Bounties and the GIMP 2
December 1, 2005 2:24 pm gimpSven wrote a response to my analysis of a GIMP bounty in my blog.
From the point on that Daniel dissapeared, the bounties have been dead and there was nothing that we could have done about that. Your summary puts it like there would have been an offer on the table all the time. But there wasn’t. There was a deal between Mark and Daniel and that deal had failed. It would have been wrong to assume that there was still a valid offer at this point. Without clearly defined milestones, there are no bounties.
I disagree with that, since plainly, Mark considered the bounties were offered to the project, and weren’t a deal between himself and Daniel. In addition, for the 18 months between when the bounty was proposed and was pulled, to my knowledge, Sven didn’t send an email to Mark asking him about the bounties. I think a little more communication could have cleared up a lot of questions much earlier.
My biggest regret in the whole affair is that we could have announced the offer far & wide, and had maybe some new contributors, but because of this single perception that the bounties were somehow “a deal between Mark and Daniel”, a great opportunity went to waste.
December 2nd, 2005 at 1:02 am
Sorry, but where exactly did an opportunity go to waste here? As fas as I know, the offer to fund this development is still as valid as it used to be earlier this year. It’s just a question of making up our minds on a couple of things. Do we consider bounties useful at all? If so, what do we want to use them for? Who is going to make up the rules and who is going to decide if they are obeyed?

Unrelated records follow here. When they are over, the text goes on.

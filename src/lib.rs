//! # event-waiter - wait for the next matching event, with a timeout
//!
//! An event source pushes every event it sees through [`EventWaiter::dispatch`].
//! Callers register "wait for the next event of type `E` where `condition`
//! holds" and get back a [`WaitHandle`] that resolves exactly once: with the
//! output of the caller's transform when an event matches, or with
//! [`WaitOutcome::TimedOut`] when the timeout passes first.
//!
//! ## Core Concepts
//!
//! - **Event kind**: the Rust type of an event; waits are bucketed by [`EventKind`]
//! - **Wait task**: condition + transform + deadline, settled exactly once
//! - **Expiry worker**: a pooled thread holding a heap of deadlines; it never blocks on one wait
//! - **Drain**: [`EventWaiter::shutdown`] rejects new waits and lets existing ones finish
//!
//! ## Usage
//!
//! ```rust,no_run
//! use std::time::Duration;
//! use event_waiter::{EventWaiter, WaitOutcome};
//!
//! struct Message { text: String }
//!
//! let waiter = EventWaiter::named("bot")?;
//! let handle = waiter.wait_for(
//!     |m: &Message| m.text == "ping",
//!     |_: &Message| "pong",
//!     Duration::from_secs(2),
//! )?;
//!
//! waiter.dispatch(&Message { text: "ping".to_string() });
//! assert_eq!(handle.wait()?, WaitOutcome::Matched("pong"));
//!
//! assert!(waiter.shutdown(Duration::from_secs(1)));
//! # Ok::<(), event_waiter::WaitError>(())
//! ```

#![warn(missing_docs)]
#![warn(clippy::all)]
#![warn(clippy::pedantic)]
#![allow(clippy::module_name_repetitions)]

pub mod config;
pub mod error;
pub mod kind;
pub mod waiter;

// Re-export primary types at crate root for convenience
pub use config::EventWaiterConfig;
pub use error::{CallbackStage, ExecutionError, ValidationError, WaitError, WaitResult};
pub use kind::{EventKind, WaitId};
pub use waiter::{EventWaiter, WaitHandle, WaitOutcome, WaiterState};
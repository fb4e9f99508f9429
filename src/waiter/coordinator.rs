//! Public coordinator: owns the registry, the expiry pool and the lifecycle.

use std::any::Any;
use std::fmt;
use std::time::Duration;

use tracing::{info, warn};

use crate::config::EventWaiterConfig;
use crate::error::WaitResult;
use crate::kind::EventKind;

use super::handle::WaitHandle;
use super::lifecycle::WaiterState;
use super::scheduler::WaitScheduler;
use super::task::in_callback_of;

/// Waits for events matching a condition, with a timeout.
///
/// The event source calls [`EventWaiter::dispatch`] for every event it sees.
/// Callers register waits with [`EventWaiter::wait_for`] and await the
/// returned handle. Each wait resolves exactly once, with the transformed
/// event or with [`crate::WaitOutcome::TimedOut`].
///
/// Dropping the waiter stops it without waiting for in-flight waits; they
/// still resolve on their own deadlines.
pub struct EventWaiter {
    cfg: EventWaiterConfig,
    scheduler: WaitScheduler,
}

impl EventWaiter {
    /// Start a waiter and its expiry workers.
    pub fn new(cfg: EventWaiterConfig) -> WaitResult<Self> {
        let scheduler = WaitScheduler::start(&cfg)?;
        info!(identifier = %cfg.identifier, workers = scheduler.pool().size(), "event waiter started");
        Ok(Self { cfg, scheduler })
    }

    /// Start a waiter with default sizing and the given thread-name identifier.
    pub fn named(identifier: impl Into<String>) -> WaitResult<Self> {
        Self::new(EventWaiterConfig::named(identifier))
    }

    /// Configuration this waiter was started with.
    #[must_use]
    pub fn config(&self) -> &EventWaiterConfig {
        &self.cfg
    }

    /// Wait for the next event of type `E` for which `condition` holds.
    ///
    /// On match, `on_match` runs once on the dispatching thread and its output
    /// resolves the handle. If nothing matches within `timeout` the handle
    /// resolves with [`crate::WaitOutcome::TimedOut`].
    ///
    /// # Errors
    /// - [`crate::ValidationError::NonPositiveTimeout`] for a zero timeout.
    /// - [`crate::ExecutionError::ShuttingDown`] once shutdown has begun.
    ///
    /// Nothing is registered when an error is returned.
    pub fn wait_for<E, R, C, T>(&self, condition: C, on_match: T, timeout: Duration) -> WaitResult<WaitHandle<R>>
    where
        E: Any,
        R: Send + 'static,
        C: Fn(&E) -> bool + Send + Sync + 'static,
        T: FnOnce(&E) -> R + Send + 'static,
    {
        self.scheduler.wait_for(condition, on_match, timeout)
    }

    /// Like [`EventWaiter::wait_for`], resolving with a clone of the event.
    pub fn wait_for_event<E, C>(&self, condition: C, timeout: Duration) -> WaitResult<WaitHandle<E>>
    where
        E: Any + Clone + Send,
        C: Fn(&E) -> bool + Send + Sync + 'static,
    {
        self.scheduler.wait_for::<E, E, C, _>(condition, E::clone, timeout)
    }

    /// Offer an event to every wait registered for its type.
    ///
    /// Returns how many waits it matched. Cheap when nothing waits on `E`.
    pub fn dispatch<E: Any>(&self, event: &E) -> usize {
        self.scheduler.registry().dispatch(EventKind::of::<E>(), event)
    }

    /// Offer a type-erased event. The kind is the value's runtime type.
    pub fn dispatch_any(&self, event: &dyn Any) -> usize {
        self.scheduler.registry().dispatch(EventKind::of_val(event), event)
    }

    /// Number of registered, unresolved waits.
    #[must_use]
    pub fn pending(&self) -> usize {
        self.scheduler.registry().len()
    }

    /// Number of registered, unresolved waits for events of type `E`.
    #[must_use]
    pub fn pending_for<E: Any>(&self) -> usize {
        self.scheduler.registry().len_for(EventKind::of::<E>())
    }

    /// True when no waits are registered.
    #[must_use]
    pub fn is_idle(&self) -> bool {
        self.scheduler.registry().is_empty()
    }

    /// Whether the wait behind `handle` is still registered.
    #[must_use]
    pub fn is_registered<R>(&self, handle: &WaitHandle<R>) -> bool {
        self.scheduler.registry().contains(handle.kind(), handle.id())
    }

    /// Number of event kinds that currently have waiters.
    #[must_use]
    pub fn tracked_kinds(&self) -> usize {
        self.scheduler.registry().kinds()
    }

    /// Admitted waits that have not completed yet.
    #[must_use]
    pub fn in_flight(&self) -> usize {
        self.scheduler.lifecycle().in_flight()
    }

    /// Current lifecycle state.
    #[must_use]
    pub fn state(&self) -> WaiterState {
        self.scheduler.lifecycle().state()
    }

    /// Stop accepting waits and wait up to `timeout` for in-flight ones to
    /// resolve. Returns true if all of them did.
    ///
    /// Safe to call more than once; later calls wait on the same drain. Called
    /// from inside a condition or transform of one of this waiter's waits it
    /// only begins draining and returns false, since blocking there would wait
    /// on itself.
    pub fn shutdown(&self, timeout: Duration) -> bool {
        let lifecycle = self.scheduler.lifecycle();
        if lifecycle.begin_drain() {
            info!(identifier = %self.cfg.identifier, in_flight = lifecycle.in_flight(), "event waiter draining");
        }

        if in_callback_of(lifecycle.owner()) {
            warn!(identifier = %self.cfg.identifier, "shutdown called from a wait callback; not blocking on drain");
            return false;
        }

        if !lifecycle.await_drain(timeout) {
            // Workers keep expiring the remaining waits on schedule.
            warn!(
                identifier = %self.cfg.identifier,
                in_flight = lifecycle.in_flight(),
                timeout_ms = u64::try_from(timeout.as_millis()).unwrap_or(u64::MAX),
                "event waiter drain timed out"
            );
            return false;
        }

        let pool = self.scheduler.pool();
        pool.close();
        pool.join();
        info!(identifier = %self.cfg.identifier, "event waiter stopped");
        true
    }
}

impl Drop for EventWaiter {
    fn drop(&mut self) {
        if self.state() != WaiterState::Stopped {
            self.shutdown(Duration::ZERO);
        }
    }
}

impl fmt::Debug for EventWaiter {
    fn fmt(&self, f: &mut fmt::Formatter<'_>) -> fmt::Result {
        f.debug_struct("EventWaiter")
            .field("identifier", &self.cfg.identifier)
            .field("state", &self.state())
            .field("pending", &self.pending())
            .field("in_flight", &self.in_flight())
            .finish()
    }
}
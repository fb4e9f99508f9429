//! Event kinds and wait identifiers.
//!
//! Waiters are bucketed by the concrete Rust type of the event they wait for.
//! The key is the type's [`TypeId`], so an event kind is a closed, hashable tag
//! rather than anything inspected at dispatch time.

use std::any::{Any, TypeId};
use std::fmt;
use std::hash::{Hash, Hasher};

use uuid::Uuid;

/// Discriminator used to bucket waits and incoming events.
#[derive(Clone, Copy)]
pub struct EventKind {
    id: TypeId,
    name: &'static str,
}

impl EventKind {
    /// The kind of events of type `E`.
    #[must_use]
    pub fn of<E: Any>() -> Self {
        Self {
            id: TypeId::of::<E>(),
            name: std::any::type_name::<E>(),
        }
    }

    /// The runtime kind of a type-erased event.
    ///
    /// The type name is unknown for erased values; equality only uses the id.
    #[must_use]
    pub fn of_val(event: &dyn Any) -> Self {
        Self {
            id: event.type_id(),
            name: "<erased>",
        }
    }

    /// Underlying type id.
    #[must_use]
    pub const fn id(&self) -> TypeId {
        self.id
    }

    /// Type name, for diagnostics only.
    #[must_use]
    pub const fn name(&self) -> &'static str {
        self.name
    }
}

impl PartialEq for EventKind {
    fn eq(&self, other: &Self) -> bool {
        self.id == other.id
    }
}

impl Eq for EventKind {}

impl Hash for EventKind {
    fn hash<H: Hasher>(&self, state: &mut H) {
        self.id.hash(state);
    }
}

impl fmt::Debug for EventKind {
    fn fmt(&self, f: &mut fmt::Formatter<'_>) -> fmt::Result {
        f.debug_tuple("EventKind").field(&self.name).finish()
    }
}

impl fmt::Display for EventKind {
    fn fmt(&self, f: &mut fmt::Formatter<'_>) -> fmt::Result {
        f.write_str(self.name)
    }
}

/// Unique identifier for a registered wait.
#[derive(Debug, Clone, Copy, PartialEq, Eq, Hash)]
pub struct WaitId(Uuid);

impl WaitId {
    /// Create a new random wait id.
    #[must_use]
    pub fn new() -> Self {
        Self(Uuid::new_v4())
    }

}

impl Default for WaitId {
    fn default() -> Self {
        Self::new()
    }
}

impl fmt::Display for WaitId {
    fn fmt(&self, f: &mut fmt::Formatter<'_>) -> fmt::Result {
        self.0.fmt(f)
    }
}

#[cfg(test)]
mod tests {
    use super::*;

    struct Ping;
    struct Pong;

    #[test]
    fn kinds_compare_by_type() {
        assert_eq!(EventKind::of::<Ping>(), EventKind::of::<Ping>());
        assert_ne!(EventKind::of::<Ping>(), EventKind::of::<Pong>());
        assert!(EventKind::of::<Ping>().name().ends_with("Ping"));
    }

    #[test]
    fn erased_kind_matches_typed_kind() {
        let ev = Ping;
        let erased: &dyn Any = &ev;
        assert_eq!(EventKind::of_val(erased), EventKind::of::<Ping>());
    }

    #[test]
    fn wait_ids_are_unique() {
        assert_ne!(WaitId::new(), WaitId::new());
    }
}
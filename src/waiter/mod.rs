//! WAITER subsystem: predicate-based waits resolved by dispatched events.
//!
//! ```text
//! caller ──wait_for──► WaitScheduler ──register──► WaiterRegistry
//!                            │                          ▲
//!                            └──Timer──► WorkerPool      │ dispatch(kind, event)
//!                                          │             │
//!                                        expire     match / cancel
//!                                          └──────┬──────┘
//!                                     first settler completes
//!                                                 ▼
//!                                          WaitHandle<R>
//! ```

/// Public coordinator.
mod coordinator;
/// Result handles and outcomes.
mod handle;
/// Running / draining / stopped state machine.
mod lifecycle;
/// Expiry worker threads and their deadline heaps.
mod pool;
/// Per-kind task sets and matching.
mod registry;
/// `wait_for`: register and arm.
mod scheduler;
/// Per-wait state machine.
mod task;

pub use coordinator::EventWaiter;
pub use handle::{WaitHandle, WaitOutcome};
pub use lifecycle::WaiterState;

As far as I am concerned, I still need to be convinced that bounties would help with GEGL development. Daniel and Mark tried this and I consider this experiment failed. The difficult part here is not writing the code, it is designing the library and API. If we were past that point, we could consider proclaiming bounties for an implementation. But we can hardly use bounties for the design process and that’s why I think that money isn’t going to help here. At least not at this point.
A little more communication might have been a good thing but it would not have changed anything. Not unless we have a well-defined TODO for GEGL. Pippin, Mitch and me spend some time this summer to get us closer to this point. And I think that this effort was a well spent. A little more of this and we might actually get things moving again. Money isn’t going to make that happen.
December 2nd, 2005 at 3:13 am
I think that Dave is right regarding the fact that many GIMP folks (I was among them) perceived the bounties as “a deal between Mark and Daniel”. For a while, I even considered the whole GEGL to be Daniel’s private turf until it became clear that Daniel was gone.
At that point in time, it could have been useful to spread the word about the bounty and check if anyone would be interested, instead of just remaining silent. On the other hand, I agree with Sven that it probably wouldn’t have changed much. Unless…
A good software architect could have replied to the offer and worked on the design an implementation of GEGL. This is not a very likely scenario, but it could have happened.
December 2nd, 2005 at 3:58 am
I really wasn’t annoyed when I wrote that article first. I felt it was important to admit when we (collectively) fucked something up, so that we can tryu to learn from our mistakes.
Sven, the fact that you’re now denying there was ever a fuck-up is plain ridiculous.
“As fas as I know, the offer to fund this development is still as valid as it used to be earlier this year”, you said. What part of “I am withdrawing the bounty offers” did you not understand?
You’ve said that it was a deal between Mark & Daniel. Did you ask? You’ve said a little more communication would not have changed anything. You’re wrong. Even now, you’re speaking to the intent of Mark Shuttleworth in proposing bounties – have you sent him a mail?
December 6th, 2005 at 12:49 am
Dave, what’s up with you? You know very well that Mark’s offer was bound to a particular set of milestones, which was a deal between Mark and Dave. He has withdrawn these bounties but told us that he’d be willing to talk to us again if we can come up with a plan for GEGL including a list of milestones suitable for turning them into bounties. That puts us pretty much into the situation we’ve been to before. If there’s something that’s been fucked up, then it’s the lack of a clear TODO for GEGL and it’s integration into GIMP. There’s something we can do about that. Pointing at each other for not writing pointless mails is not part of it though.